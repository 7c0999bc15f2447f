//! Database repository layer for all domain entities.
//!
//! This module contains repository structs that handle database operations (CRUD) for each
//! domain in the application. Repositories are generic over `ConnectionTrait` so services
//! can run them against the pool or inside a transaction, and they convert entity models
//! to domain models at the boundary.

pub mod booking;
pub mod car;
pub mod emergency;
pub mod message;
pub mod negotiation;
pub mod notification;
pub mod preference;
pub mod rating;
pub mod sms_verification;
pub mod trip;
pub mod user;

#[cfg(test)]
mod test;
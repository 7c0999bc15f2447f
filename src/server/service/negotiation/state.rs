//! Pure negotiation state machine.
//!
//! `NegotiationState` captures what a transition depends on (chain status, head offer,
//! original price) and decides whether an actor may apply an action. It performs no I/O,
//! so the service applies the returned `Outcome` to the database afterwards.

use chrono::{DateTime, Utc};
use entity::sea_orm_active_enums::{NegotiationStatus, OfferProposer, OfferStatus};
use rust_decimal::Decimal;
use thiserror::Error;

use crate::server::model::negotiation::{AutoAcceptRule, Negotiation};

/// Something a party wants to do with the chain head.
#[derive(Debug, Clone, Copy, PartialEq, Eq)]
pub enum Action {
    Counter(Decimal),
    Accept,
    Reject,
    Cancel,
}

/// Result of a permitted transition.
#[derive(Debug, Clone, Copy, PartialEq, Eq)]
pub enum Outcome {
    /// Head becomes `countered`; a new pending offer at `price` becomes the head.
    Countered { price: Decimal },
    /// Head and chain become `accepted` at `final_price`.
    Accepted { final_price: Decimal },
    Rejected,
    Cancelled,
}

#[derive(Error, Debug, Clone, PartialEq, Eq)]
pub enum TransitionError {
    #[error("Negotiation is already {0:?}")]
    Resolved(NegotiationStatus),
    #[error("Offer has already been answered")]
    HeadNotPending,
    #[error("Offer has expired")]
    Expired,
    #[error("Waiting for the other party to respond")]
    NotYourTurn,
    #[error("Only the passenger can cancel a negotiation")]
    NotPassenger,
    #[error("{0}")]
    InvalidPrice(&'static str),
}

/// The chain head as seen by the state machine.
#[derive(Debug, Clone, Copy, PartialEq)]
pub struct HeadOffer {
    pub proposer: OfferProposer,
    pub price: Decimal,
    pub status: OfferStatus,
    pub expires_at: DateTime<Utc>,
}

#[derive(Debug, Clone, Copy, PartialEq)]
pub struct NegotiationState {
    pub status: NegotiationStatus,
    pub original_price: Decimal,
    pub head: HeadOffer,
}

impl NegotiationState {
    /// Snapshot of a loaded chain, `None` when the chain has no head offer.
    pub fn from_negotiation(negotiation: &Negotiation) -> Option<Self> {
        let head = negotiation.head()?;

        Some(Self {
            status: negotiation.status,
            original_price: negotiation.original_price,
            head: HeadOffer {
                proposer: head.proposer,
                price: head.price,
                status: head.status,
                expires_at: head.expires_at,
            },
        })
    }

    pub fn is_resolved(&self) -> bool {
        !matches!(
            self.status,
            NegotiationStatus::Open | NegotiationStatus::Countered
        )
    }

    /// Decides whether `actor` may apply `action` at `now`.
    ///
    /// Checks run in order: resolved chain, cancel rights, head still pending, turn order,
    /// expiry, then price bounds for counters. `Expired` tells the caller to persist the
    /// expiry of the chain.
    ///
    /// # Arguments
    /// - `actor` - Role of the user acting on the chain
    /// - `action` - Requested action
    /// - `now` - Instant used for the expiry check
    ///
    /// # Returns
    /// - `Ok(Outcome)` - Transition to apply
    /// - `Err(TransitionError)` - Transition not permitted
    pub fn apply(
        &self,
        actor: OfferProposer,
        action: Action,
        now: DateTime<Utc>,
    ) -> Result<Outcome, TransitionError> {
        if self.is_resolved() {
            return Err(TransitionError::Resolved(self.status));
        }

        if action == Action::Cancel {
            return match actor {
                OfferProposer::Passenger => Ok(Outcome::Cancelled),
                OfferProposer::Driver => Err(TransitionError::NotPassenger),
            };
        }

        if self.head.status != OfferStatus::Pending {
            return Err(TransitionError::HeadNotPending);
        }
        if actor == self.head.proposer {
            return Err(TransitionError::NotYourTurn);
        }
        if self.head.expires_at <= now {
            return Err(TransitionError::Expired);
        }

        match action {
            Action::Accept => Ok(Outcome::Accepted {
                final_price: self.head.price,
            }),
            Action::Reject => Ok(Outcome::Rejected),
            Action::Counter(price) => {
                self.check_counter_price(actor, price)?;
                Ok(Outcome::Countered { price })
            }
            Action::Cancel => Ok(Outcome::Cancelled),
        }
    }

    fn check_counter_price(
        &self,
        actor: OfferProposer,
        price: Decimal,
    ) -> Result<(), TransitionError> {
        match actor {
            OfferProposer::Driver => {
                if price <= self.head.price || price >= self.original_price {
                    return Err(TransitionError::InvalidPrice(
                        "Driver counter must be above the passenger's offer and below the original price",
                    ));
                }
            }
            OfferProposer::Passenger => {
                if price <= Decimal::ZERO || price >= self.head.price {
                    return Err(TransitionError::InvalidPrice(
                        "Passenger counter must be positive and below the driver's offer",
                    ));
                }
            }
        }

        Ok(())
    }
}

/// Lowest price a driver's rule accepts automatically for a seat priced `trip_price`.
///
/// `max(trip_price × pct / 100, trip_price − max_discount)`, the second term only when a
/// maximum discount is configured. `None` when the rule is disabled.
pub fn auto_accept_threshold(trip_price: Decimal, rule: &AutoAcceptRule) -> Option<Decimal> {
    if !rule.enabled {
        return None;
    }

    let by_percentage =
        trip_price * Decimal::from(rule.min_price_percentage) / Decimal::from(100);

    Some(match rule.max_discount_amount {
        Some(discount) => by_percentage.max(trip_price - discount),
        None => by_percentage,
    })
}

/// Whether `offer_price` is accepted without the driver's action. Equality accepts.
pub fn should_auto_accept(offer_price: Decimal, trip_price: Decimal, rule: &AutoAcceptRule) -> bool {
    auto_accept_threshold(trip_price, rule).is_some_and(|threshold| offer_price >= threshold)
}

#[cfg(test)]
mod tests {
    use super::*;
    use chrono::Duration;

    fn dec(value: i64) -> Decimal {
        Decimal::new(value, 0)
    }

    fn state(proposer: OfferProposer, head_price: i64) -> NegotiationState {
        NegotiationState {
            status: NegotiationStatus::Open,
            original_price: dec(100_000),
            head: HeadOffer {
                proposer,
                price: dec(head_price),
                status: OfferStatus::Pending,
                expires_at: Utc::now() + Duration::hours(1),
            },
        }
    }

    fn rule(pct: i32, max_discount: Option<i64>) -> AutoAcceptRule {
        AutoAcceptRule {
            enabled: true,
            min_price_percentage: pct,
            max_discount_amount: max_discount.map(dec),
        }
    }

    /// Expected: only the party that did not propose the head may respond
    #[test]
    fn proposer_cannot_answer_own_offer() {
        let state = state(OfferProposer::Passenger, 80_000);
        let now = Utc::now();

        assert_eq!(
            state.apply(OfferProposer::Passenger, Action::Accept, now),
            Err(TransitionError::NotYourTurn)
        );
        assert_eq!(
            state.apply(OfferProposer::Passenger, Action::Counter(dec(70_000)), now),
            Err(TransitionError::NotYourTurn)
        );
        assert_eq!(
            state.apply(OfferProposer::Driver, Action::Accept, now),
            Ok(Outcome::Accepted {
                final_price: dec(80_000)
            })
        );
    }

    /// Expected: an expired head can be neither countered nor accepted
    #[test]
    fn expired_head_blocks_responses() {
        let mut state = state(OfferProposer::Passenger, 80_000);
        state.head.expires_at = Utc::now() - Duration::minutes(1);
        let now = Utc::now();

        assert_eq!(
            state.apply(OfferProposer::Driver, Action::Accept, now),
            Err(TransitionError::Expired)
        );
        assert_eq!(
            state.apply(OfferProposer::Driver, Action::Counter(dec(90_000)), now),
            Err(TransitionError::Expired)
        );
    }

    /// Expected: driver counters must lie strictly between the offer and the original price
    #[test]
    fn driver_counter_bounds() {
        let state = state(OfferProposer::Passenger, 80_000);
        let now = Utc::now();

        assert!(state
            .apply(OfferProposer::Driver, Action::Counter(dec(90_000)), now)
            .is_ok());
        assert!(state
            .apply(OfferProposer::Driver, Action::Counter(dec(80_000)), now)
            .is_err());
        assert!(state
            .apply(OfferProposer::Driver, Action::Counter(dec(100_000)), now)
            .is_err());
    }

    /// Expected: passenger counters must be positive and below the driver's price
    #[test]
    fn passenger_counter_bounds() {
        let state = state(OfferProposer::Driver, 90_000);
        let now = Utc::now();

        assert_eq!(
            state.apply(OfferProposer::Passenger, Action::Counter(dec(85_000)), now),
            Ok(Outcome::Countered {
                price: dec(85_000)
            })
        );
        assert!(state
            .apply(OfferProposer::Passenger, Action::Counter(dec(90_000)), now)
            .is_err());
        assert!(state
            .apply(OfferProposer::Passenger, Action::Counter(Decimal::ZERO), now)
            .is_err());
    }

    /// Expected: resolved chains reject every action, cancel is passenger only
    #[test]
    fn resolved_and_cancel_rules() {
        let mut state = state(OfferProposer::Passenger, 80_000);
        let now = Utc::now();

        assert_eq!(
            state.apply(OfferProposer::Driver, Action::Cancel, now),
            Err(TransitionError::NotPassenger)
        );
        assert_eq!(
            state.apply(OfferProposer::Passenger, Action::Cancel, now),
            Ok(Outcome::Cancelled)
        );

        state.status = NegotiationStatus::Accepted;
        assert_eq!(
            state.apply(OfferProposer::Driver, Action::Reject, now),
            Err(TransitionError::Resolved(NegotiationStatus::Accepted))
        );
    }

    /// Expected: the percentage threshold accepts at equality and rejects below
    #[test]
    fn auto_accept_percentage_threshold() {
        let rule = rule(80, None);

        assert_eq!(auto_accept_threshold(dec(100_000), &rule), Some(dec(80_000)));
        assert!(should_auto_accept(dec(80_000), dec(100_000), &rule));
        assert!(!should_auto_accept(dec(79_999), dec(100_000), &rule));
    }

    /// Expected: a max discount raises the threshold when it is the stricter bound
    #[test]
    fn auto_accept_uses_stricter_bound() {
        let rule = rule(80, Some(10_000));

        assert_eq!(auto_accept_threshold(dec(100_000), &rule), Some(dec(90_000)));
        assert!(!should_auto_accept(dec(85_000), dec(100_000), &rule));
        assert!(should_auto_accept(dec(90_000), dec(100_000), &rule));
    }

    /// Expected: a disabled rule never accepts
    #[test]
    fn disabled_rule_never_accepts() {
        let rule = AutoAcceptRule::default();

        assert_eq!(auto_accept_threshold(dec(100_000), &rule), None);
        assert!(!should_auto_accept(dec(100_000), dec(100_000), &rule));
    }
}
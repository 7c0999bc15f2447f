use sea_orm::entity::prelude::*;

#[derive(Clone, Debug, PartialEq, Eq, DeriveEntityModel)]
#[sea_orm(table_name = "emergency_contact")]
pub struct Model {
    #[sea_orm(primary_key)]
    pub id: i32,
    pub user_id: i32,
    pub name: String,
    pub phone_number: String,
    pub relationship: String,
    pub is_primary: bool,
    pub created_at: DateTimeUtc,
    pub updated_at: DateTimeUtc,
}

#[derive(Copy, Clone, Debug, EnumIter, DeriveRelation)]
pub enum Relation {
    #[sea_orm(
        belongs_to = "super::user::Entity",
        from = "Column::UserId",
        to = "super::user::Column::Id",
        on_update = "Cascade",
        on_delete = "Cascade"
    )]
    User,
}

impl Related<super::user::Entity> for Entity {
    fn to() -> RelationDef {
        Relation::User.def()
    }
}

impl ActiveModelBehavior for ActiveModel {}
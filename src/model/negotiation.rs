use chrono::{DateTime, Utc};
use entity::sea_orm_active_enums::{ComfortLevel, NegotiationStatus, OfferProposer, OfferStatus};
use rust_decimal::Decimal;
use serde::{Deserialize, Serialize};
use utoipa::{IntoParams, ToSchema};

#[derive(Debug, Clone, Serialize, Deserialize, ToSchema)]
pub struct OpenNegotiationDto {
    pub trip_id: i32,
    #[serde(default = "default_seats")]
    pub seats_requested: i32,
    pub proposed_price: Decimal,
    pub message: Option<String>,
}

fn default_seats() -> i32 {
    1
}

#[derive(Debug, Clone, Serialize, Deserialize, ToSchema)]
pub struct CounterOfferDto {
    pub price: Decimal,
    pub message: Option<String>,
}

/// Optional note attached to an accept or reject.
#[derive(Debug, Clone, Default, Serialize, Deserialize, ToSchema)]
pub struct RespondOfferDto {
    pub message: Option<String>,
}

#[derive(Debug, Clone, PartialEq, Serialize, Deserialize, ToSchema)]
pub struct OfferDto {
    pub id: i32,
    pub previous_offer_id: Option<i32>,
    pub proposer: OfferProposer,
    pub price: Decimal,
    pub message: Option<String>,
    pub status: OfferStatus,
    pub expires_at: DateTime<Utc>,
    pub responded_at: Option<DateTime<Utc>>,
    pub response_message: Option<String>,
    pub auto_accepted: bool,
    pub created_at: DateTime<Utc>,
}

#[derive(Debug, Clone, PartialEq, Serialize, Deserialize, ToSchema)]
pub struct NegotiationDto {
    pub id: i32,
    pub trip_id: i32,
    pub passenger_id: i32,
    pub driver_id: i32,
    pub seats_requested: i32,
    pub original_price: Decimal,
    pub final_price: Option<Decimal>,
    pub status: NegotiationStatus,
    pub head_offer_id: Option<i32>,
    pub booking_id: Option<i32>,
    pub expires_at: DateTime<Utc>,
    pub resolved_at: Option<DateTime<Utc>>,
    pub created_at: DateTime<Utc>,
    /// Offer history, opening offer first
    pub offers: Vec<OfferDto>,
}

#[derive(Debug, Clone, Serialize, Deserialize, ToSchema)]
pub struct NegotiationPageDto {
    pub negotiations: Vec<NegotiationDto>,
    pub total: u64,
    pub page: u64,
    pub per_page: u64,
    pub total_pages: u64,
}

/// Filters for the offer inbox endpoints.
#[derive(Debug, Clone, Deserialize, IntoParams)]
pub struct NegotiationListQuery {
    pub status: Option<NegotiationStatus>,
    #[serde(default)]
    pub page: u64,
    #[serde(default = "default_entries")]
    pub entries: u64,
}

fn default_entries() -> u64 {
    20
}

#[derive(Debug, Clone, PartialEq, Serialize, Deserialize, ToSchema)]
pub struct AutoAcceptRuleDto {
    pub enabled: bool,
    pub min_price_percentage: i32,
    pub max_discount_amount: Option<Decimal>,
}

#[derive(Debug, Clone, Deserialize, IntoParams)]
pub struct PriceRecommendationQuery {
    pub from_location: String,
    pub to_location: String,
    pub comfort_level: Option<ComfortLevel>,
}

#[derive(Debug, Clone, PartialEq, Serialize, Deserialize, ToSchema)]
pub struct PriceRecommendationDto {
    pub from_location: String,
    pub to_location: String,
    pub recommended_price: Decimal,
    pub min_price: Decimal,
    pub max_price: Decimal,
    /// Number of trips the average was computed from, zero when the fallback was used
    pub sample_size: u64,
}

/// Answer applied to every chain of a bulk response.
#[derive(Debug, Clone, Copy, PartialEq, Eq, Serialize, Deserialize, ToSchema)]
#[serde(rename_all = "snake_case")]
pub enum BulkAnswer {
    Accept,
    Reject,
}

#[derive(Debug, Clone, Serialize, Deserialize, ToSchema)]
pub struct BulkRespondDto {
    /// At most 20 chains the caller drives
    pub negotiation_ids: Vec<i32>,
    pub answer: BulkAnswer,
    pub message: Option<String>,
}

#[derive(Debug, Clone, PartialEq, Serialize, Deserialize, ToSchema)]
pub struct BulkRespondResultDto {
    pub answer: BulkAnswer,
    pub processed: u32,
    pub succeeded: u32,
    pub failed: u32,
    pub failed_ids: Vec<i32>,
}
use sea_orm::entity::prelude::*;

use crate::sea_orm_active_enums::{ComfortLevel, Gender, HabitPreference};

#[derive(Clone, Debug, PartialEq, Eq, DeriveEntityModel)]
#[sea_orm(table_name = "travel_preference")]
pub struct Model {
    #[sea_orm(primary_key)]
    pub id: i32,
    #[sea_orm(unique)]
    pub user_id: i32,
    pub smoking: HabitPreference,
    pub pets: HabitPreference,
    pub music: HabitPreference,
    pub talking: HabitPreference,
    pub preferred_gender: Option<Gender>,
    pub comfort_level: Option<ComfortLevel>,
    pub max_price_per_seat: Option<Decimal>,
    pub updated_at: DateTimeUtc,
}

#[derive(Copy, Clone, Debug, EnumIter, DeriveRelation)]
pub enum Relation {
    #[sea_orm(
        belongs_to = "super::user::Entity",
        from = "Column::UserId",
        to = "super::user::Column::Id",
        on_update = "Cascade",
        on_delete = "Cascade"
    )]
    User,
}

impl Related<super::user::Entity> for Entity {
    fn to() -> RelationDef {
        Relation::User.def()
    }
}

impl ActiveModelBehavior for ActiveModel {}
use sea_orm::entity::prelude::*;

use crate::sea_orm_active_enums::MessageType;

#[derive(Clone, Debug, PartialEq, Eq, DeriveEntityModel)]
#[sea_orm(table_name = "message")]
pub struct Model {
    #[sea_orm(primary_key)]
    pub id: i32,
    pub thread_id: i32,
    pub sender_id: i32,
    pub message_type: MessageType,
    pub content: String,
    pub is_deleted: bool,
    pub created_at: DateTimeUtc,
}

#[derive(Copy, Clone, Debug, EnumIter, DeriveRelation)]
pub enum Relation {
    #[sea_orm(
        belongs_to = "super::message_thread::Entity",
        from = "Column::ThreadId",
        to = "super::message_thread::Column::Id",
        on_update = "Cascade",
        on_delete = "Cascade"
    )]
    MessageThread,
    #[sea_orm(
        belongs_to = "super::user::Entity",
        from = "Column::SenderId",
        to = "super::user::Column::Id",
        on_update = "Cascade",
        on_delete = "Cascade"
    )]
    User,
}

impl Related<super::message_thread::Entity> for Entity {
    fn to() -> RelationDef {
        Relation::MessageThread.def()
    }
}

impl Related<super::user::Entity> for Entity {
    fn to() -> RelationDef {
        Relation::User.def()
    }
}

impl ActiveModelBehavior for ActiveModel {}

* * *

§ Aim of the task
What number of lines in the records contain the word "chains"? Answer with that number alone.

§ Task result
2